Да они и не добрались, лицезреть генерала Трошю им не пришлось. Корректный секретарь, сверкавший эполетами и аксельбантами, попросил женщин оставить приемную, так как генерал отбыл на прием к регентше-императрице и невозможно сказать, когда вернется.
— Мы не уйдем! — заявила Луиза, усаживаясь в одно из кресел. — Мы явились от имени парижского народа, и губернатор не имеет права нам отказать. Вот петиция! Народ поручил нам передать ее генералу! Нас отсюда можно выкинуть лишь силой!
Обескураженный секретарь в конце концов согласился принять письмо Мишле и папки со множеством пронумерованных листов с подписями, заверил, что, как только генерал Трошю вернется, все будет ему вручено.
— Но учтите, мосье: завтра мы явимся сюда снова! — предупредила Андре. — И явимся не одни, а в сопровождении тысяч и тысяч пославших нас! Так и передайте генералу! Мы говорим от имени народа Парижа!

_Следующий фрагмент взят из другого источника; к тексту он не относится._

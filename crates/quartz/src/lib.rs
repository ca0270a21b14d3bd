/*! Unified interface for the Quartz contract compiler.
 *
 * Single import for the whole pipeline: parsing the annotated class
 * syntax, analysis into the merged IR contract, and generation of the
 * target source plus ABI. [`compile`] runs all of it in one call.
 */

pub use quartz_analyze as analyze;
pub use quartz_codegen as codegen;
pub use quartz_ir as ir;
pub use quartz_parser as parser;

pub use quartz_analyze::analyze_source;
pub use quartz_codegen::{generate, CodegenOutput};
pub use quartz_ir::{Diagnostic, Diagnostics, IrContract, Level, Type};
pub use quartz_parser::parse_source;

use thiserror::Error;

#[derive(Error, Debug)]
pub enum CompileError {
    /// Analysis reported errors; the diagnostics carry the details.
    #[error("compilation failed with {} error(s)", .diagnostics.error_count())]
    Analysis { diagnostics: Diagnostics },
    #[error(transparent)]
    Codegen(#[from] quartz_codegen::CodegenError),
}

/// The result of a clean compilation: the generated target source, the
/// JSON ABI, the merged IR contract, and any warnings the run produced.
#[derive(Debug)]
pub struct CompileOutput {
    pub target_source: String,
    pub abi_json: String,
    pub contract: IrContract,
    pub diagnostics: Diagnostics,
}

/// Compile one source file end to end.
pub fn compile(source: &str, file: &str) -> Result<CompileOutput, CompileError> {
    let analysis = analyze_source(source, file);
    let contract = match analysis.contract {
        Some(contract) if !analysis.diagnostics.has_errors() => contract,
        _ => {
            return Err(CompileError::Analysis {
                diagnostics: analysis.diagnostics,
            })
        }
    };

    let generated = generate(&contract, &analysis.diagnostics, file)?;

    let mut diagnostics = analysis.diagnostics;
    diagnostics.extend(generated.warnings);

    Ok(CompileOutput {
        target_source: generated.source,
        abi_json: generated.abi,
        contract,
        diagnostics,
    })
}
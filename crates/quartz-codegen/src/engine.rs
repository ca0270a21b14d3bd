/*! Handler dispatch for expression emission.
 *
 * Every IR expression is routed to a chain of handlers keyed by the
 * category of value it produces. The first handler whose `can_handle`
 * accepts the node emits it; an expression nothing claims falls through
 * to [`FallbackHandler`], which emits a placeholder and records a
 * warning instead of aborting the run.
 */

use crate::context::{c_type, GenContext};
use quartz_ir::{DiagCode, IrExpression, Scope, Type};
use tracing::trace;

/// What one emitted expression contributed: the statements that must run
/// first, and the value expression the parent can splice in.
#[derive(Debug, Clone, PartialEq)]
pub struct Emitted {
    pub setup: Vec<String>,
    pub value: String,
    pub ty: Type,
}

impl Emitted {
    pub fn value(setup: Vec<String>, value: impl Into<String>, ty: Type) -> Self {
        Self {
            setup,
            value: value.into(),
            ty,
        }
    }

    /// A statement-shaped result with no usable value.
    pub fn unit(setup: Vec<String>) -> Self {
        Self {
            setup,
            value: String::new(),
            ty: Type::Void,
        }
    }
}

#[derive(Debug, Clone, Copy, PartialEq, Eq)]
pub enum Category {
    Uint,
    Int,
    Address,
    Bool,
    Bytes,
    Struct,
    Mapping,
    Event,
    Env,
    Unit,
}

pub trait Handler {
    fn name(&self) -> &'static str;
    fn can_handle(&self, expr: &IrExpression) -> bool;
    fn handle(&self, expr: &IrExpression, engine: &Engine, ctx: &mut GenContext) -> Emitted;
}

const BUILTIN_TARGETS: &[&str] = &[
    "store", "assign", "set", "new", "map_get", "map_set", "add", "sub", "mul", "div", "mod",
    "eq", "ne", "lt", "gt", "le", "ge", "and", "or", "not", "neg",
];

pub fn is_builtin_target(target: &str) -> bool {
    BUILTIN_TARGETS.contains(&target)
}

/// Route an expression to its chain by the shape of the node first and
/// the type of the produced value second.
pub fn category_of(expr: &IrExpression, ctx: &GenContext) -> Category {
    match expr {
        IrExpression::Call { target, receiver, ret, .. } => {
            if !is_builtin_target(target) && ctx.contract.event_def(target).is_some() {
                return Category::Event;
            }
            match target.as_str() {
                "map_get" | "map_set" => Category::Mapping,
                "new" | "set" => Category::Struct,
                "store" | "assign" => receiver
                    .as_deref()
                    .map(|r| category_of_type(&r.ty()))
                    .unwrap_or(Category::Unit),
                _ => category_of_type(ret),
            }
        }
        IrExpression::Member { object, ty, .. } => {
            if is_env_object(object) {
                Category::Env
            } else if matches!(object.ty(), Type::Struct(_)) {
                Category::Struct
            } else {
                category_of_type(ty)
            }
        }
        other => category_of_type(&other.ty()),
    }
}

fn is_env_object(object: &IrExpression) -> bool {
    matches!(
        object,
        IrExpression::Var { name, scope: Scope::Memory, ty: Type::Void }
            if name == "msg" || name == "block"
    )
}

pub fn category_of_type(ty: &Type) -> Category {
    match ty {
        Type::U256 => Category::Uint,
        Type::I256 => Category::Int,
        Type::Address => Category::Address,
        Type::Bool => Category::Bool,
        Type::Bytes => Category::Bytes,
        Type::Struct(_) => Category::Struct,
        Type::Mapping(_, _) => Category::Mapping,
        Type::Void | Type::Function(_) => Category::Unit,
    }
}

pub struct Engine {
    chains: Vec<(Category, Vec<Box<dyn Handler>>)>,
    fallback: FallbackHandler,
}

impl Engine {
    pub fn new(chains: Vec<(Category, Vec<Box<dyn Handler>>)>) -> Self {
        Self {
            chains,
            fallback: FallbackHandler,
        }
    }

    pub fn emit(&self, expr: &IrExpression, ctx: &mut GenContext) -> Emitted {
        let category = category_of(expr, ctx);
        if let Some((_, chain)) = self.chains.iter().find(|(c, _)| *c == category) {
            for handler in chain {
                if handler.can_handle(expr) {
                    trace!(handler = handler.name(), ?category, "emitting expression");
                    return handler.handle(expr, self, ctx);
                }
            }
        }
        self.fallback.handle(expr, self, ctx)
    }

    /// Emit the arguments of a call in order, collecting their setup.
    pub fn emit_args(
        &self,
        args: &[IrExpression],
        ctx: &mut GenContext,
    ) -> (Vec<String>, Vec<String>) {
        let mut setup = Vec::new();
        let mut values = Vec::new();
        for arg in args {
            let emitted = self.emit(arg, ctx);
            setup.extend(emitted.setup);
            values.push(emitted.value);
        }
        (setup, values)
    }
}

/// Last resort for expressions no chain claims: a zeroed placeholder
/// value plus a warning naming the shape that was skipped.
pub struct FallbackHandler;

impl Handler for FallbackHandler {
    fn name(&self) -> &'static str {
        "fallback"
    }

    fn can_handle(&self, _expr: &IrExpression) -> bool {
        true
    }

    fn handle(&self, expr: &IrExpression, _engine: &Engine, ctx: &mut GenContext) -> Emitted {
        let shape = match expr {
            IrExpression::Call { target, .. } => format!("call `{}`", target),
            IrExpression::Member { property, .. } => format!("member `{}`", property),
            IrExpression::Var { name, .. } => format!("variable `{}`", name),
            IrExpression::Literal { .. } => "literal".to_string(),
            IrExpression::This => "`this`".to_string(),
        };
        let file = ctx.file.clone();
        ctx.warnings.warning(
            DiagCode::Unsupported,
            format!("no handler accepted {}; emitting a placeholder", shape),
            &file,
            ctx.current_line,
        );
        let temp = ctx.temps.fresh();
        let ty = expr.ty();
        let spelled = if ty == Type::Void { Type::U256 } else { ty };
        let zero = match &spelled {
            Type::Bool | Type::Struct(_) => "0".to_string(),
            Type::Address => "addr_zero()".to_string(),
            Type::Bytes => "bytes_zero()".to_string(),
            Type::I256 => "i256_from_i64(0)".to_string(),
            _ => "u256_from_u64(0)".to_string(),
        };
        Emitted::value(
            vec![format!(
                "{} {} = {}; /* unsupported */",
                c_type(&spelled),
                temp,
                zero
            )],
            temp,
            spelled,
        )
    }
}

Но идти к Трошю им больше не пришлось. Тем же вечером секретарь генерала направил Жюлю Мишле депешу, что просьба его удовлетворена, казнь Эда и Бри-до… отсрочена. А потом…
А потом — Седан! Армия Мак-Магона, стиснутая германскими войсками, окруженная пылающими селениями, сдалась на милость победителя. Еще до конца сражения Луи Наполеон приказал вывесить над крышей седанской крепости белую скатерть — флаг капитуляции. С опушки леса на холме Марфе сам Вильгельм наблюдал за ходом последнего боя.
— Кажется, все! — с удовлетворением заметил он окружавшим его генералам. — Финита ля комедиа!